#### [Instructions to follow]
Below are the records; copy each line in which "SelectionView" can be found.

─── Material shown ───

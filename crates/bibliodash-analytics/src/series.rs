//! Chart series: per-topic counts over the year range, and per-topic volume

use crate::model::Dataset;
use crate::year::{YearFilter, YearRange};

/// Counts of one topic, aligned to [`TrendSeries::years`].
#[derive(Debug, Clone, PartialEq, Eq)]
pub struct TopicSeries {
    pub topic: String,
    pub counts: Vec<u64>,
}

/// Time series for the line chart.
#[derive(Debug, Clone, PartialEq, Eq)]
pub struct TrendSeries {
    /// Ascending years, the shared x axis
    pub years: Vec<i32>,
    /// One series per topic, in dataset order
    pub series: Vec<TopicSeries>,
}

impl TrendSeries {
    pub fn get(&self, topic: &str) -> Option<&[u64]> {
        self.series
            .iter()
            .find(|s| s.topic == topic)
            .map(|s| s.counts.as_slice())
    }
}

/// Bar chart value for one topic.
#[derive(Debug, Clone, PartialEq, Eq)]
pub struct VolumeEntry {
    pub topic: String,
    pub value: u64,
}

/// Every topic gets exactly `years.len()` values; gaps are 0.
pub fn build_trend_series(dataset: &Dataset, years: YearRange) -> TrendSeries {
    let axis: Vec<i32> = years.years().collect();
    let series = dataset
        .iter()
        .map(|(topic, record)| TopicSeries {
            topic: topic.to_string(),
            counts: axis.iter().map(|&y| record.count_for_year(y)).collect(),
        })
        .collect();
    TrendSeries {
        years: axis,
        series,
    }
}

/// Total across all years, or the count of the selected year (0 if absent).
///
/// [`YearFilter::Unmatched`] yields 0 for every topic.
pub fn build_volume_series(dataset: &Dataset, filter: &YearFilter) -> Vec<VolumeEntry> {
    dataset
        .iter()
        .map(|(topic, record)| VolumeEntry {
            topic: topic.to_string(),
            value: match filter {
                YearFilter::All => record.total(),
                YearFilter::Year(year) => record.count_for_year(*year),
                YearFilter::Unmatched(_) => 0,
            },
        })
        .collect()
}
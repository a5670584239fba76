//! Presentation-ready view models handed to a renderer
//!
//! Field names serialize in camelCase so the JSON can feed a Chart.js style
//! front end directly (`{type, labels, datasets}`).

use serde::Serialize;

use bibliodash_core::fmt_num;

use crate::articles::ArticleQuery;
use crate::metrics::TopicMetrics;
use crate::selection::Selection;
use crate::series::{TrendSeries, VolumeEntry};
use crate::settings::DashboardSettings;
use crate::year::{YearFilter, YearRange};

pub const NO_ABSTRACT: &str = "No abstract available.";
pub const NO_ARTICLES: &str = "No articles found matching your criteria.";
pub const NO_KEYWORDS: &str = "No keywords found for current selection.";

/// Alpha suffix appended to a line colour for its fill.
const FILL_ALPHA: &str = "20";
const LINE_TENSION: f64 = 0.4;
const BAR_RADIUS: u32 = 8;
/// Keywords shown on each article card
const CARD_KEYWORDS: usize = 3;

#[derive(Debug, Clone, PartialEq, Serialize)]
#[serde(rename_all = "camelCase")]
pub struct MetricCard {
    pub topic: String,
    pub total: u64,
    /// Total with thousands separators
    pub total_display: String,
    pub growth_percent: f64,
    /// e.g. `+150% (2020-2025)`
    pub growth_label: String,
    /// Growth is zero or positive (green), otherwise red
    pub positive: bool,
    pub tooltip: String,
}

pub fn metric_cards(metrics: &[TopicMetrics], years: YearRange) -> Vec<MetricCard> {
    metrics
        .iter()
        .map(|m| MetricCard {
            topic: m.topic.clone(),
            total: m.total,
            total_display: fmt_num(m.total),
            growth_percent: m.growth_percent,
            growth_label: format!("{}% ({years})", m.growth_display()),
            positive: m.growth_percent >= 0.0,
            tooltip: format!(
                "Total publications found in OpenAlex ({years}) for {}",
                m.topic
            ),
        })
        .collect()
}

#[derive(Debug, Clone, Copy, PartialEq, Eq, Serialize)]
#[serde(rename_all = "lowercase")]
pub enum ChartKind {
    Line,
    Bar,
}

/// One colour for the whole dataset, or one per data point.
#[derive(Debug, Clone, PartialEq, Eq, Serialize)]
#[serde(untagged)]
pub enum Colors {
    Single(String),
    PerPoint(Vec<String>),
}

#[derive(Debug, Clone, PartialEq, Serialize)]
#[serde(rename_all = "camelCase")]
pub struct ChartDataset {
    pub label: String,
    pub data: Vec<u64>,
    #[serde(skip_serializing_if = "Option::is_none")]
    pub border_color: Option<String>,
    pub background_color: Colors,
    #[serde(skip_serializing_if = "Option::is_none")]
    pub tension: Option<f64>,
    pub fill: bool,
    #[serde(skip_serializing_if = "Option::is_none")]
    pub border_radius: Option<u32>,
}

#[derive(Debug, Clone, PartialEq, Serialize)]
pub struct ChartData {
    #[serde(rename = "type")]
    pub kind: ChartKind,
    pub labels: Vec<String>,
    pub datasets: Vec<ChartDataset>,
}

/// Line chart: years on the x axis, one filled line per topic.
pub fn trend_chart(trend: &TrendSeries, settings: &DashboardSettings) -> ChartData {
    let datasets = trend
        .series
        .iter()
        .enumerate()
        .map(|(idx, series)| {
            let color = settings.color_for(idx);
            ChartDataset {
                label: series.topic.clone(),
                data: series.counts.clone(),
                border_color: Some(color.to_string()),
                background_color: Colors::Single(format!("{color}{FILL_ALPHA}")),
                tension: Some(LINE_TENSION),
                fill: true,
                border_radius: None,
            }
        })
        .collect();

    ChartData {
        kind: ChartKind::Line,
        labels: trend.years.iter().map(|y| y.to_string()).collect(),
        datasets,
    }
}

/// Bar chart: one bar per topic, a single dataset labelled by the year filter.
pub fn volume_chart(
    entries: &[VolumeEntry],
    filter: &YearFilter,
    settings: &DashboardSettings,
) -> ChartData {
    let label = match filter {
        YearFilter::All => format!("Total Publications ({})", settings.years),
        other => format!("Publications in {other}"),
    };

    ChartData {
        kind: ChartKind::Bar,
        labels: entries.iter().map(|e| e.topic.clone()).collect(),
        datasets: vec![ChartDataset {
            label,
            data: entries.iter().map(|e| e.value).collect(),
            border_color: None,
            background_color: Colors::PerPoint(
                (0..entries.len())
                    .map(|idx| settings.color_for(idx).to_string())
                    .collect(),
            ),
            tension: None,
            fill: false,
            border_radius: Some(BAR_RADIUS),
        }],
    }
}

#[derive(Debug, Clone, PartialEq, Eq, Serialize)]
#[serde(rename_all = "camelCase")]
pub struct ArticleCard {
    pub year: i32,
    pub title: String,
    #[serde(rename = "abstract")]
    pub abstract_text: String,
    pub url: String,
    pub keywords_top3: Vec<String>,
}

/// Article cards plus keyword tags, with the empty-state texts already resolved.
#[derive(Debug, Clone, PartialEq, Eq, Serialize)]
#[serde(rename_all = "camelCase")]
pub struct ArticlePanel {
    pub articles: Vec<ArticleCard>,
    pub keywords: Vec<String>,
    #[serde(skip_serializing_if = "Option::is_none")]
    pub empty_articles_message: Option<&'static str>,
    #[serde(skip_serializing_if = "Option::is_none")]
    pub empty_keywords_message: Option<&'static str>,
}

pub fn article_panel(query: &ArticleQuery<'_>) -> ArticlePanel {
    let articles: Vec<ArticleCard> = query
        .articles
        .iter()
        .map(|a| ArticleCard {
            year: a.year,
            title: a.article.title.clone(),
            abstract_text: a
                .article
                .abstract_text
                .as_deref()
                .filter(|text| !text.is_empty())
                .unwrap_or(NO_ABSTRACT)
                .to_string(),
            url: a.article.url.clone(),
            keywords_top3: a
                .article
                .keywords
                .iter()
                .take(CARD_KEYWORDS)
                .cloned()
                .collect(),
        })
        .collect();

    ArticlePanel {
        empty_articles_message: articles.is_empty().then_some(NO_ARTICLES),
        empty_keywords_message: query.top_keywords.is_empty().then_some(NO_KEYWORDS),
        articles,
        keywords: query.top_keywords.clone(),
    }
}

/// Echo of the selection the view was built for.
#[derive(Debug, Clone, PartialEq, Eq, Serialize)]
#[serde(rename_all = "camelCase")]
pub struct SelectionView {
    pub topic: String,
    pub year: String,
    pub search: String,
    pub volume_year: String,
}

impl From<&Selection> for SelectionView {
    fn from(selection: &Selection) -> Self {
        Self {
            topic: selection.topic.clone(),
            year: selection.year_filter.to_string(),
            search: selection.search_query.clone(),
            volume_year: selection.volume_year_filter.to_string(),
        }
    }
}

/// Everything a renderer needs for one frame of the dashboard.
#[derive(Debug, Clone, PartialEq, Serialize)]
#[serde(rename_all = "camelCase")]
pub struct DashboardView {
    pub topics: Vec<String>,
    pub selection: SelectionView,
    pub metrics: Vec<MetricCard>,
    pub trend_chart: ChartData,
    pub volume_chart: ChartData,
    pub articles: ArticlePanel,
}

───

#### [Answer to this exercise]
pub struct SelectionView {
impl From<&Selection> for SelectionView {
    pub selection: SelectionView,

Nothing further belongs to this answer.